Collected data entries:
/*
Copyright 2022 Jakub Lewandowski

This file is part of NWP Extract.

NWP Extract is a free software: you can redistribute it and/or modify
it under the terms of the GNU General Public License as published by
the Free Software Foundation; either version 3 of the License, or
(at your option) any later version.

NWP Extract is distributed in the hope that it will be useful,
but WITHOUT ANY WARRANTY; without even the implied warranty of
MERCHANTABILITY or FITNESS FOR A PARTICULAR PURPOSE. See the
GNU General Public License for more details.

You should have received a copy of the GNU General Public License
along with NWP Extract. If not, see https://www.gnu.org/licenses/.
*/

//! NWP Extract is a tool for extracting values of numerical weather
//! prediction fields at arbitrary geographic points from gridded
//! forecast archives.
//!
//! For every requested point the tool finds the grid cell containing it
//! (on regular grids in projected or rotated coordinates) or the nearest
//! grid vertex (on irregular grids), finds the requested timestamp on the
//! time axis and writes field values together with the actual coordinates
//! of the sampled cell as CSV.
//!
//! Daily archive files can be downloaded from the product server
//! and are cached in a local directory.

mod archive;
mod cli;
mod configuration;
mod constants;
mod errors;
mod lookup;
mod output;


use cap::Cap;
use clap::Parser;
use env_logger::Env;
use log::{error, info};
use std::{alloc, process};

type Float = f64;

/// Global allocator used by the program.
///
/// Use of static global allocator allows for capping the memory to the limit set by user
/// in configuration file and in effect provide better [OOM error](https://en.wikipedia.org/wiki/Out_of_memory) handling.
#[global_allocator]
static ALLOCATOR: Cap<alloc::System> = Cap::new(alloc::System, usize::MAX);

/// The main program function.
/// Prepares the runtime environment and calls the [`cli::main`].
///
/// To provide meaningful error messages the `env_logger`
/// needs to be initiated before any log messages are possible to occur.
fn main() {
    #[cfg(not(feature = "debug"))]
    let logger_env = Env::new().filter_or("NWP_EXTRACT_LOG_LEVEL", "info");

    #[cfg(feature = "debug")]
    let logger_env = Env::new().filter_or("NWP_EXTRACT_LOG_LEVEL", "debug");

    env_logger::Builder::from_env(logger_env)
        .format_timestamp_millis()
        .init();

    let args = cli::Args::parse();

    match cli::main(args) {
        Ok(_) => info!("Execution finished"),
        Err(err) => {
            error!("Execution failed with error: {}", err);
            process::exit(1);
        }
    }
}
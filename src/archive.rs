/*
Copyright 2022 Jakub Lewandowski

This file is part of NWP Extract.

NWP Extract is a free software: you can redistribute it and/or modify
it under the terms of the GNU General Public License as published by
the Free Software Foundation; either version 3 of the License, or
(at your option) any later version.

NWP Extract is distributed in the hope that it will be useful,
but WITHOUT ANY WARRANTY; without even the implied warranty of
MERCHANTABILITY or FITNESS FOR A PARTICULAR PURPOSE. See the
GNU General Public License for more details.

You should have received a copy of the GNU General Public License
along with NWP Extract. If not, see https://www.gnu.org/licenses/.
*/

//! Module responsible for retrieving daily forecast files
//! from the remote archive into a local directory.

use crate::{configuration::Product, errors::FetchError};
use chrono::{Datelike, NaiveDate};
use log::{debug, info};
use std::{
    fs::{self, File},
    io::{self, BufWriter, Write},
    path::{Path, PathBuf},
};

/// Local mirror of the product archive.
#[derive(Clone, Debug)]
pub struct Archive {
    product: Product,
    basedir: PathBuf,
}

impl Archive {
    pub fn new(product: Product, basedir: &Path) -> Self {
        Archive {
            product,
            basedir: basedir.to_path_buf(),
        }
    }

    /// Path of the daily file: `<basedir>/<product>_<YYYY>-<MM>-<DD>.nc`.
    pub fn local_path(&self, date: NaiveDate) -> PathBuf {
        self.basedir.join(format!(
            "{}_{:04}-{:02}-{:02}.nc",
            self.product.name,
            date.year(),
            date.month(),
            date.day()
        ))
    }

    pub fn url(&self, date: NaiveDate, hour: u32) -> Result<String, FetchError> {
        Ok(self.product.render_url(date, hour)?)
    }

    /// Downloads the daily file unless it is already present.
    ///
    /// The response body is written to a `.part` file which is renamed
    /// to the final path only when the whole body has been received.
    pub fn fetch(&self, date: NaiveDate, force: bool) -> Result<PathBuf, FetchError> {
        let path = self.local_path(date);

        if path.exists() && !force {
            info!("File {} exists, skipping download", path.display());
            return Ok(path);
        }

        if path.exists() {
            info!("Overwriting {}", path.display());
        }

        fs::create_dir_all(&self.basedir)?;

        let url = self.url(date, 0)?;
        info!("Downloading {} to {}", date, path.display());
        debug!("Request URL: {}", url);

        let part_path = path.with_extension("nc.part");

        match download(&url, &part_path) {
            Ok(bytes) => {
                fs::rename(&part_path, &path)?;
                debug!("Received {} bytes for {}", bytes, date);
                Ok(path)
            }
            Err(err) => {
                if part_path.exists() {
                    fs::remove_file(&part_path)?;
                }
                Err(err)
            }
        }
    }
}

/// Streams the response body into `target`, returns number of bytes written.
fn download(url: &str, target: &Path) -> Result<u64, FetchError> {
    // archive subsets can take minutes to prepare on the server side
    let client = reqwest::blocking::Client::builder()
        .timeout(None)
        .build()?;

    let mut response = client.get(url).send()?;

    if !response.status().is_success() {
        return Err(FetchError::Status(response.status().as_u16()));
    }

    let mut writer = BufWriter::new(File::create(target)?);
    let bytes = io::copy(&mut response, &mut writer)?;
    writer.flush()?;

    Ok(bytes)
}

#[cfg(test)]
mod tests {
    use super::Archive;
    use crate::configuration::Product;
    use chrono::NaiveDate;
    use std::fs;

    #[test]
    fn daily_file_path() {
        let archive = Archive::new(Product::default(), std::path::Path::new("/data"));
        let date = NaiveDate::from_ymd_opt(2019, 3, 7).unwrap();

        assert_eq!(
            archive.local_path(date),
            std::path::PathBuf::from("/data/mywavewam800s_be_2019-03-07.nc")
        );
        assert!(archive.url(date, 0).unwrap().contains("time_start=2019-03-07T00:00:00Z"));
    }

    #[test]
    fn existing_file_is_kept() {
        let dir = tempfile::tempdir().unwrap();
        let product = Product {
            url_template: "http://127.0.0.1:9/unreachable/{yyyy}{mm}{dd}".to_string(),
            ..Product::default()
        };
        let archive = Archive::new(product, dir.path());
        let date = NaiveDate::from_ymd_opt(2019, 1, 1).unwrap();

        let path = archive.local_path(date);
        fs::write(&path, b"cached").unwrap();

        assert_eq!(archive.fetch(date, false).unwrap(), path);
        assert_eq!(fs::read(&path).unwrap(), b"cached");
    }

    #[test]
    fn failed_download_leaves_no_files() {
        let dir = tempfile::tempdir().unwrap();
        let product = Product {
            url_template: "http://127.0.0.1:9/unreachable/{yyyy}{mm}{dd}".to_string(),
            ..Product::default()
        };
        let archive = Archive::new(product, dir.path());
        let date = NaiveDate::from_ymd_opt(2019, 1, 1).unwrap();

        assert!(archive.fetch(date, true).is_err());
        assert_eq!(fs::read_dir(dir.path()).unwrap().count(), 0);
    }
}
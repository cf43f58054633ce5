/*
Copyright 2022 Jakub Lewandowski

This file is part of NWP Extract.

NWP Extract is a free software: you can redistribute it and/or modify
it under the terms of the GNU General Public License as published by
the Free Software Foundation; either version 3 of the License, or
(at your option) any later version.

NWP Extract is distributed in the hope that it will be useful,
but WITHOUT ANY WARRANTY; without even the implied warranty of
MERCHANTABILITY or FITNESS FOR A PARTICULAR PURPOSE. See the
GNU General Public License for more details.

You should have received a copy of the GNU General Public License
along with NWP Extract. If not, see https://www.gnu.org/licenses/.
*/

//! Module containing constants used by the lookup engine.

use crate::Float;

///Mean Earth radius (IUGG) used for great-circle distances
pub const MEAN_EARTH_RADIUS: Float = 6_371_000.0;

///Default radius (in meters) of the nearest grid point search
pub const DEFAULT_SEARCH_RADIUS: Float = 50_000.0;

///Default relative tolerance of grid axis spacing check
pub const DEFAULT_SPACING_TOLERANCE: Float = 1e-3;

///EPSG code of WGS84 geographic coordinates
pub const EPSG_WGS84: u32 = 4326;

///EPSG code of Web Mercator
pub const EPSG_WEB_MERCATOR: u32 = 3857;

///Descriptor of the reference system in which query points are given
pub const WGS84_DESCRIPTOR: &str = "EPSG:4326";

▶ [Work request]:
From the records above, copy each line in which the string "errors" occurs.

▶ [Task result]:
mod errors;
use crate::{configuration::Product, errors::FetchError};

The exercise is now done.